» What is expected
Provide the data again exactly, including every line that follows.

» Task material
use log::{debug, trace};
use std::{
    fmt, fs, io,
    path::{Path, PathBuf},
    result,
    sync::{Arc, Mutex, MutexGuard, PoisonError},
};
use thiserror::Error;

use crate::{store::handle::WeakFolder, Flag, Flags, Folder};

use super::MessageContent;

#[derive(Debug, Error)]
pub enum Error {
    #[error("cannot read message at {1}")]
    ReadMessageError(#[source] io::Error, PathBuf),
    #[error("cannot parse message")]
    ParseMessageError(#[source] mailparse::MailParseError),
    #[error("cannot parse message body")]
    ParseBodyError(#[source] mailparse::MailParseError),
}

pub type Result<T> = result::Result<T, Error>;

/// Represents the backing file of a stored message.
#[derive(Debug)]
struct Location {
    filename: String,
    path: PathBuf,
}

#[derive(Default)]
struct State {
    flags: Flags,
    number: usize,
    owner: Option<WeakFolder>,
    expunged: bool,
}

struct Inner {
    raw: Vec<u8>,
    location: Option<Location>,
    state: Mutex<State>,
    content: Mutex<Option<Arc<MessageContent>>>,
}

/// Represents a message.
///
/// A message is a cheap, shareable handle: clones point to the same
/// message, so flags set through one clone are seen by the folder
/// holding another. Use [`Message::ptr_eq`] to compare identities.
///
/// A message is either detached (built from raw bytes, the input of
/// appends) or stored (wrapping one file of a folder).
#[derive(Clone)]
pub struct Message(Arc<Inner>);

impl Message {
    /// Builds a detached message from raw bytes, without flags.
    pub fn new<R: Into<Vec<u8>>>(raw: R) -> Self {
        Self::with_flags(raw, Flags::default())
    }

    /// Builds a detached message from raw bytes and flags.
    pub fn with_flags<R: Into<Vec<u8>>>(raw: R, flags: Flags) -> Self {
        Self::build(raw.into(), None, flags)
    }

    /// Reads the file at the given path and wraps it. Flags are
    /// derived from the message status headers.
    pub fn from_path<P: AsRef<Path>>(path: P) -> Result<Self> {
        let path = path.as_ref();
        debug!("reading message at {:?}", path);

        let raw = fs::read(path).map_err(|err| Error::ReadMessageError(err, path.to_owned()))?;
        let flags = match mailparse::parse_headers(&raw) {
            Ok((headers, _)) => Flags::from_headers(&headers),
            Err(err) => {
                trace!("cannot parse headers of {:?}: {}", path, err);
                Flags::default()
            }
        };
        let filename = path
            .file_name()
            .map(|name| name.to_string_lossy().into_owned())
            .unwrap_or_default();

        let location = Location {
            filename,
            path: path.to_owned(),
        };

        Ok(Self::build(raw, Some(location), flags))
    }

    fn build(raw: Vec<u8>, location: Option<Location>, flags: Flags) -> Self {
        Self(Arc::new(Inner {
            raw,
            location,
            state: Mutex::new(State {
                flags,
                ..State::default()
            }),
            content: Mutex::new(None),
        }))
    }

    fn state(&self) -> MutexGuard<State> {
        self.0.state.lock().unwrap_or_else(PoisonError::into_inner)
    }

    /// Returns the raw bytes of the message.
    pub fn raw(&self) -> &[u8] {
        &self.0.raw
    }

    pub fn size(&self) -> usize {
        self.0.raw.len()
    }

    /// Returns the file name of the backing file. The file name is
    /// the stable identifier of a message across reopens, unlike its
    /// number.
    pub fn filename(&self) -> Option<&str> {
        self.0.location.as_ref().map(|l| l.filename.as_str())
    }

    pub fn path(&self) -> Option<&Path> {
        self.0.location.as_ref().map(|l| l.path.as_path())
    }

    /// Returns the 1-based position of the message within the
    /// listing of its backing directory, or 0 for detached messages.
    pub fn number(&self) -> usize {
        self.state().number
    }

    /// Returns the logical folder owning the message. Messages held
    /// by the `cur` and `new` parts of a maildir folder report the
    /// maildir folder itself.
    pub fn folder(&self) -> Option<Folder> {
        self.state().owner.as_ref().and_then(WeakFolder::upgrade)
    }

    /// Returns `true` once the backing file has been expunged.
    pub fn is_expunged(&self) -> bool {
        self.state().expunged
    }

    pub fn flags(&self) -> Flags {
        self.state().flags.clone()
    }

    pub fn has_flag(&self, flag: &Flag) -> bool {
        self.state().flags.contains(flag)
    }

    pub fn add_flag(&self, flag: Flag) {
        self.state().flags.insert(flag);
    }

    pub fn remove_flag(&self, flag: &Flag) {
        self.state().flags.remove(flag);
    }

    /// Adds or removes the given flag.
    pub fn set_flag(&self, flag: Flag, enabled: bool) {
        if enabled {
            self.add_flag(flag)
        } else {
            self.remove_flag(&flag)
        }
    }

    /// Replaces all the flags.
    pub fn set_flags(&self, flags: Flags) {
        self.state().flags = flags;
    }

    /// Returns `true` if the message is classified as unread: recent
    /// and not seen.
    pub fn is_new(&self) -> bool {
        self.state().flags.is_new()
    }

    /// Parses the raw bytes on first access, then returns the cached
    /// content.
    pub fn content(&self) -> Result<Arc<MessageContent>> {
        let mut content = self.0.content.lock().unwrap_or_else(PoisonError::into_inner);
        match content.as_ref() {
            Some(content) => Ok(content.clone()),
            None => {
                let parsed = Arc::new(MessageContent::parse(&self.0.raw)?);
                *content = Some(parsed.clone());
                Ok(parsed)
            }
        }
    }

    /// Returns `true` if both handles point to the same message.
    pub fn ptr_eq(&self, other: &Message) -> bool {
        Arc::ptr_eq(&self.0, &other.0)
    }

    pub(crate) fn attach(&self, owner: WeakFolder, number: usize) {
        let mut state = self.state();
        state.owner = Some(owner);
        state.number = number;
    }

    pub(crate) fn set_number(&self, number: usize) {
        self.state().number = number;
    }

    pub(crate) fn set_expunged(&self) {
        let mut state = self.state();
        state.expunged = true;
        state.number = 0;
    }
}

impl fmt::Debug for Message {
    fn fmt(&self, f: &mut fmt::Formatter) -> fmt::Result {
        let state = self.state();
        f.debug_struct("Message")
            .field("filename", &self.filename())
            .field("number", &state.number)
            .field("flags", &state.flags)
            .field("size", &self.size())
            .finish()
    }
}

» Response
use log::{debug, trace};
use std::{
    fmt, fs, io,
    path::{Path, PathBuf},
    result,
    sync::{Arc, Mutex, MutexGuard, PoisonError},
};
use thiserror::Error;

use crate::{store::handle::WeakFolder, Flag, Flags, Folder};

use super::MessageContent;

#[derive(Debug, Error)]
pub enum Error {
    #[error("cannot read message at {1}")]
    ReadMessageError(#[source] io::Error, PathBuf),
    #[error("cannot parse message")]
    ParseMessageError(#[source] mailparse::MailParseError),
    #[error("cannot parse message body")]
    ParseBodyError(#[source] mailparse::MailParseError),
}

pub type Result<T> = result::Result<T, Error>;

/// Represents the backing file of a stored message.
#[derive(Debug)]
struct Location {
    filename: String,
    path: PathBuf,
}

#[derive(Default)]
struct State {
    flags: Flags,
    number: usize,
    owner: Option<WeakFolder>,
    expunged: bool,
}

struct Inner {
    raw: Vec<u8>,
    location: Option<Location>,
    state: Mutex<State>,
    content: Mutex<Option<Arc<MessageContent>>>,
}

/// Represents a message.
///
/// A message is a cheap, shareable handle: clones point to the same
/// message, so flags set through one clone are seen by the folder
/// holding another. Use [`Message::ptr_eq`] to compare identities.
///
/// A message is either detached (built from raw bytes, the input of
/// appends) or stored (wrapping one file of a folder).
#[derive(Clone)]
pub struct Message(Arc<Inner>);

impl Message {
    /// Builds a detached message from raw bytes, without flags.
    pub fn new<R: Into<Vec<u8>>>(raw: R) -> Self {
        Self::with_flags(raw, Flags::default())
    }

    /// Builds a detached message from raw bytes and flags.
    pub fn with_flags<R: Into<Vec<u8>>>(raw: R, flags: Flags) -> Self {
        Self::build(raw.into(), None, flags)
    }

    /// Reads the file at the given path and wraps it. Flags are
    /// derived from the message status headers.
    pub fn from_path<P: AsRef<Path>>(path: P) -> Result<Self> {
        let path = path.as_ref();
        debug!("reading message at {:?}", path);

        let raw = fs::read(path).map_err(|err| Error::ReadMessageError(err, path.to_owned()))?;
        let flags = match mailparse::parse_headers(&raw) {
            Ok((headers, _)) => Flags::from_headers(&headers),
            Err(err) => {
                trace!("cannot parse headers of {:?}: {}", path, err);
                Flags::default()
            }
        };
        let filename = path
            .file_name()
            .map(|name| name.to_string_lossy().into_owned())
            .unwrap_or_default();

        let location = Location {
            filename,
            path: path.to_owned(),
        };

        Ok(Self::build(raw, Some(location), flags))
    }

    fn build(raw: Vec<u8>, location: Option<Location>, flags: Flags) -> Self {
        Self(Arc::new(Inner {
            raw,
            location,
            state: Mutex::new(State {
                flags,
                ..State::default()
            }),
            content: Mutex::new(None),
        }))
    }

    fn state(&self) -> MutexGuard<State> {
        self.0.state.lock().unwrap_or_else(PoisonError::into_inner)
    }

    /// Returns the raw bytes of the message.
    pub fn raw(&self) -> &[u8] {
        &self.0.raw
    }

    pub fn size(&self) -> usize {
        self.0.raw.len()
    }

    /// Returns the file name of the backing file. The file name is
    /// the stable identifier of a message across reopens, unlike its
    /// number.
    pub fn filename(&self) -> Option<&str> {
        self.0.location.as_ref().map(|l| l.filename.as_str())
    }

    pub fn path(&self) -> Option<&Path> {
        self.0.location.as_ref().map(|l| l.path.as_path())
    }

    /// Returns the 1-based position of the message within the
    /// listing of its backing directory, or 0 for detached messages.
    pub fn number(&self) -> usize {
        self.state().number
    }

    /// Returns the logical folder owning the message. Messages held
    /// by the `cur` and `new` parts of a maildir folder report the
    /// maildir folder itself.
    pub fn folder(&self) -> Option<Folder> {
        self.state().owner.as_ref().and_then(WeakFolder::upgrade)
    }

    /// Returns `true` once the backing file has been expunged.
    pub fn is_expunged(&self) -> bool {
        self.state().expunged
    }

    pub fn flags(&self) -> Flags {
        self.state().flags.clone()
    }

    pub fn has_flag(&self, flag: &Flag) -> bool {
        self.state().flags.contains(flag)
    }

    pub fn add_flag(&self, flag: Flag) {
        self.state().flags.insert(flag);
    }

    pub fn remove_flag(&self, flag: &Flag) {
        self.state().flags.remove(flag);
    }

    /// Adds or removes the given flag.
    pub fn set_flag(&self, flag: Flag, enabled: bool) {
        if enabled {
            self.add_flag(flag)
        } else {
            self.remove_flag(&flag)
        }
    }

    /// Replaces all the flags.
    pub fn set_flags(&self, flags: Flags) {
        self.state().flags = flags;
    }

    /// Returns `true` if the message is classified as unread: recent
    /// and not seen.
    pub fn is_new(&self) -> bool {
        self.state().flags.is_new()
    }

    /// Parses the raw bytes on first access, then returns the cached
    /// content.
    pub fn content(&self) -> Result<Arc<MessageContent>> {
        let mut content = self.0.content.lock().unwrap_or_else(PoisonError::into_inner);
        match content.as_ref() {
            Some(content) => Ok(content.clone()),
            None => {
                let parsed = Arc::new(MessageContent::parse(&self.0.raw)?);
                *content = Some(parsed.clone());
                Ok(parsed)
            }
        }
    }

    /// Returns `true` if both handles point to the same message.
    pub fn ptr_eq(&self, other: &Message) -> bool {
        Arc::ptr_eq(&self.0, &other.0)
    }

    pub(crate) fn attach(&self, owner: WeakFolder, number: usize) {
        let mut state = self.state();
        state.owner = Some(owner);
        state.number = number;
    }

    pub(crate) fn set_number(&self, number: usize) {
        self.state().number = number;
    }

    pub(crate) fn set_expunged(&self) {
        let mut state = self.state();
        state.expunged = true;
        state.number = 0;
    }
}

impl fmt::Debug for Message {
    fn fmt(&self, f: &mut fmt::Formatter) -> fmt::Result {
        let state = self.state();
        f.debug_struct("Message")
            .field("filename", &self.filename())
            .field("number", &state.number)
            .field("flags", &state.flags)
            .field("size", &self.size())
            .finish()
    }
}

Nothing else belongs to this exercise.